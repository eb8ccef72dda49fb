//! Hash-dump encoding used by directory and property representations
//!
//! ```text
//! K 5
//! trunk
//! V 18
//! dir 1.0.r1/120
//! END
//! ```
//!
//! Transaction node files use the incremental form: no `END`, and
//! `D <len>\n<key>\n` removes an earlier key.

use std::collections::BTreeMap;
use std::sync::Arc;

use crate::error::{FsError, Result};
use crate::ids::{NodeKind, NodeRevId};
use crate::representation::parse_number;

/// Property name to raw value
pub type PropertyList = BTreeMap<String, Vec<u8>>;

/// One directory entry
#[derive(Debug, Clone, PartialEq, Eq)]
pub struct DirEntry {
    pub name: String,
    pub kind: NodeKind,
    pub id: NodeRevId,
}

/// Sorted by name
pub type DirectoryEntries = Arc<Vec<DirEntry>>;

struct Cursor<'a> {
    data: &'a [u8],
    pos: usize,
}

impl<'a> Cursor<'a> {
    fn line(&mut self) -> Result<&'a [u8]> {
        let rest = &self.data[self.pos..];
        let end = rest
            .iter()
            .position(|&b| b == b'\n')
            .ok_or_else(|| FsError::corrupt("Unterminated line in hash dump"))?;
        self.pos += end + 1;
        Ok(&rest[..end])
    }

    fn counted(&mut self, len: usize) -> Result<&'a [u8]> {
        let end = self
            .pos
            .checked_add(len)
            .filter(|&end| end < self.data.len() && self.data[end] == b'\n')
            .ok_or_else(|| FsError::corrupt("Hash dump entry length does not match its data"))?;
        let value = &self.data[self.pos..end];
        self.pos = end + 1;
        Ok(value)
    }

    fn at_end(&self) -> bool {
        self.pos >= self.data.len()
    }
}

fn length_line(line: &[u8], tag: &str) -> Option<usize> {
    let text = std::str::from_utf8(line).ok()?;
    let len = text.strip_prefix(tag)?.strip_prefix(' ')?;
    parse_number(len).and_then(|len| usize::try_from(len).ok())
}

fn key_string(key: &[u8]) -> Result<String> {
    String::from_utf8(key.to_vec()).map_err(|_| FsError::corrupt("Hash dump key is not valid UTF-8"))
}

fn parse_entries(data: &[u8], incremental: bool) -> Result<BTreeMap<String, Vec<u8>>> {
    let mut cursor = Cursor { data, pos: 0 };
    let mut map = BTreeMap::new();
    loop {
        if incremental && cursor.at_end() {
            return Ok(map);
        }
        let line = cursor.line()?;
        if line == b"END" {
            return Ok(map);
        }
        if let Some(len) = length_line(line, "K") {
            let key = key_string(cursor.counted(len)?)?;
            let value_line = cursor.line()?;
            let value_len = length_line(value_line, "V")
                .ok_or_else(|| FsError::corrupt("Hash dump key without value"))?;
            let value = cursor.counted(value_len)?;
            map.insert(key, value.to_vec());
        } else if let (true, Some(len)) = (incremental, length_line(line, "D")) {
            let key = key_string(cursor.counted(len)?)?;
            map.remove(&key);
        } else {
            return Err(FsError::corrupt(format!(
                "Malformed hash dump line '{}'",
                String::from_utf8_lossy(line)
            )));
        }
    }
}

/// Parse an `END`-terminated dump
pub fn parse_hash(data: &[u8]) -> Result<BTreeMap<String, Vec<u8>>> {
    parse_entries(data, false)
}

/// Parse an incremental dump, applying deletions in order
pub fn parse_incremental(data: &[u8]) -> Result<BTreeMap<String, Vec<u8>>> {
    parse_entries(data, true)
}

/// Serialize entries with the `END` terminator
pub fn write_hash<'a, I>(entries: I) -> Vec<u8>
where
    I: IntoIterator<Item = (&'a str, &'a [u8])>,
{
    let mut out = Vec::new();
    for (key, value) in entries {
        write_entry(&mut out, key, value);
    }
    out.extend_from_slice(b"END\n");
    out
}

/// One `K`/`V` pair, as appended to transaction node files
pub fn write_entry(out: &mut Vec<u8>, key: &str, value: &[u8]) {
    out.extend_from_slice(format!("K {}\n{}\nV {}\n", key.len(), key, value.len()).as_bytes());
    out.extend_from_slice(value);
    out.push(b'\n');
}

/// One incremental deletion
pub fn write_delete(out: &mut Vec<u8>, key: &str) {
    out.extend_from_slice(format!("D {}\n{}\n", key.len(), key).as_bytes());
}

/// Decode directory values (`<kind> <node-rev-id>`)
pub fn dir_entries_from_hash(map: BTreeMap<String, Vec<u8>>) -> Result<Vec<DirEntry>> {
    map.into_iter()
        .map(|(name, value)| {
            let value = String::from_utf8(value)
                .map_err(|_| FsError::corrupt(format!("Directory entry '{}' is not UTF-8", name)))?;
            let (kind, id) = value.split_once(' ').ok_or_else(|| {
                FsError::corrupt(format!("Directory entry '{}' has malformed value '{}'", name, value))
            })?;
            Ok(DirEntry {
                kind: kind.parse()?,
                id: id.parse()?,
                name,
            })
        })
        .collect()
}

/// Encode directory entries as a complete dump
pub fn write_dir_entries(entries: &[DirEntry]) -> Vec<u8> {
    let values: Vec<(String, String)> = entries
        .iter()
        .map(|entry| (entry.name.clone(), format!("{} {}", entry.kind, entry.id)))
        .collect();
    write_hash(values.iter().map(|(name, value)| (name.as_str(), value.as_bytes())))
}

### WHAT TO PRODUCE:
The entries above must be returned exactly.

### EXERCISE RESULT:
repository eb8ccef72dda49fb
//! Hash-dump encoding used by directory and property representations
//!
//! ```text
//! K 5
//! trunk
//! V 18
//! dir 1.0.r1/120
//! END
//! ```
//!
//! Transaction node files use the incremental form: no `END`, and
//! `D <len>\n<key>\n` removes an earlier key.

use std::collections::BTreeMap;
use std::sync::Arc;

use crate::error::{FsError, Result};
use crate::ids::{NodeKind, NodeRevId};
use crate::representation::parse_number;

/// Property name to raw value
pub type PropertyList = BTreeMap<String, Vec<u8>>;

/// One directory entry
#[derive(Debug, Clone, PartialEq, Eq)]
pub struct DirEntry {
    pub name: String,
    pub kind: NodeKind,
    pub id: NodeRevId,
}

/// Sorted by name
pub type DirectoryEntries = Arc<Vec<DirEntry>>;

struct Cursor<'a> {
    data: &'a [u8],
    pos: usize,
}

impl<'a> Cursor<'a> {
    fn line(&mut self) -> Result<&'a [u8]> {
        let rest = &self.data[self.pos..];
        let end = rest
            .iter()
            .position(|&b| b == b'\n')
            .ok_or_else(|| FsError::corrupt("Unterminated line in hash dump"))?;
        self.pos += end + 1;
        Ok(&rest[..end])
    }

    fn counted(&mut self, len: usize) -> Result<&'a [u8]> {
        let end = self
            .pos
            .checked_add(len)
            .filter(|&end| end < self.data.len() && self.data[end] == b'\n')
            .ok_or_else(|| FsError::corrupt("Hash dump entry length does not match its data"))?;
        let value = &self.data[self.pos..end];
        self.pos = end + 1;
        Ok(value)
    }

    fn at_end(&self) -> bool {
        self.pos >= self.data.len()
    }
}

fn length_line(line: &[u8], tag: &str) -> Option<usize> {
    let text = std::str::from_utf8(line).ok()?;
    let len = text.strip_prefix(tag)?.strip_prefix(' ')?;
    parse_number(len).and_then(|len| usize::try_from(len).ok())
}

fn key_string(key: &[u8]) -> Result<String> {
    String::from_utf8(key.to_vec()).map_err(|_| FsError::corrupt("Hash dump key is not valid UTF-8"))
}

fn parse_entries(data: &[u8], incremental: bool) -> Result<BTreeMap<String, Vec<u8>>> {
    let mut cursor = Cursor { data, pos: 0 };
    let mut map = BTreeMap::new();
    loop {
        if incremental && cursor.at_end() {
            return Ok(map);
        }
        let line = cursor.line()?;
        if line == b"END" {
            return Ok(map);
        }
        if let Some(len) = length_line(line, "K") {
            let key = key_string(cursor.counted(len)?)?;
            let value_line = cursor.line()?;
            let value_len = length_line(value_line, "V")
                .ok_or_else(|| FsError::corrupt("Hash dump key without value"))?;
            let value = cursor.counted(value_len)?;
            map.insert(key, value.to_vec());
        } else if let (true, Some(len)) = (incremental, length_line(line, "D")) {
            let key = key_string(cursor.counted(len)?)?;
            map.remove(&key);
        } else {
            return Err(FsError::corrupt(format!(
                "Malformed hash dump line '{}'",
                String::from_utf8_lossy(line)
            )));
        }
    }
}

/// Parse an `END`-terminated dump
pub fn parse_hash(data: &[u8]) -> Result<BTreeMap<String, Vec<u8>>> {
    parse_entries(data, false)
}

/// Parse an incremental dump, applying deletions in order
pub fn parse_incremental(data: &[u8]) -> Result<BTreeMap<String, Vec<u8>>> {
    parse_entries(data, true)
}

/// Serialize entries with the `END` terminator
pub fn write_hash<'a, I>(entries: I) -> Vec<u8>
where
    I: IntoIterator<Item = (&'a str, &'a [u8])>,
{
    let mut out = Vec::new();
    for (key, value) in entries {
        write_entry(&mut out, key, value);
    }
    out.extend_from_slice(b"END\n");
    out
}

/// One `K`/`V` pair, as appended to transaction node files
pub fn write_entry(out: &mut Vec<u8>, key: &str, value: &[u8]) {
    out.extend_from_slice(format!("K {}\n{}\nV {}\n", key.len(), key, value.len()).as_bytes());
    out.extend_from_slice(value);
    out.push(b'\n');
}

/// One incremental deletion
pub fn write_delete(out: &mut Vec<u8>, key: &str) {
    out.extend_from_slice(format!("D {}\n{}\n", key.len(), key).as_bytes());
}

/// Decode directory values (`<kind> <node-rev-id>`)
pub fn dir_entries_from_hash(map: BTreeMap<String, Vec<u8>>) -> Result<Vec<DirEntry>> {
    map.into_iter()
        .map(|(name, value)| {
            let value = String::from_utf8(value)
                .map_err(|_| FsError::corrupt(format!("Directory entry '{}' is not UTF-8", name)))?;
            let (kind, id) = value.split_once(' ').ok_or_else(|| {
                FsError::corrupt(format!("Directory entry '{}' has malformed value '{}'", name, value))
            })?;
            Ok(DirEntry {
                kind: kind.parse()?,
                id: id.parse()?,
                name,
            })
        })
        .collect()
}

/// Encode directory entries as a complete dump
pub fn write_dir_entries(entries: &[DirEntry]) -> Vec<u8> {
    let values: Vec<(String, String)> = entries
        .iter()
        .map(|entry| (entry.name.clone(), format!("{} {}", entry.kind, entry.id)))
        .collect();
    write_hash(values.iter().map(|(name, value)| (name.as_str(), value.as_bytes())))
}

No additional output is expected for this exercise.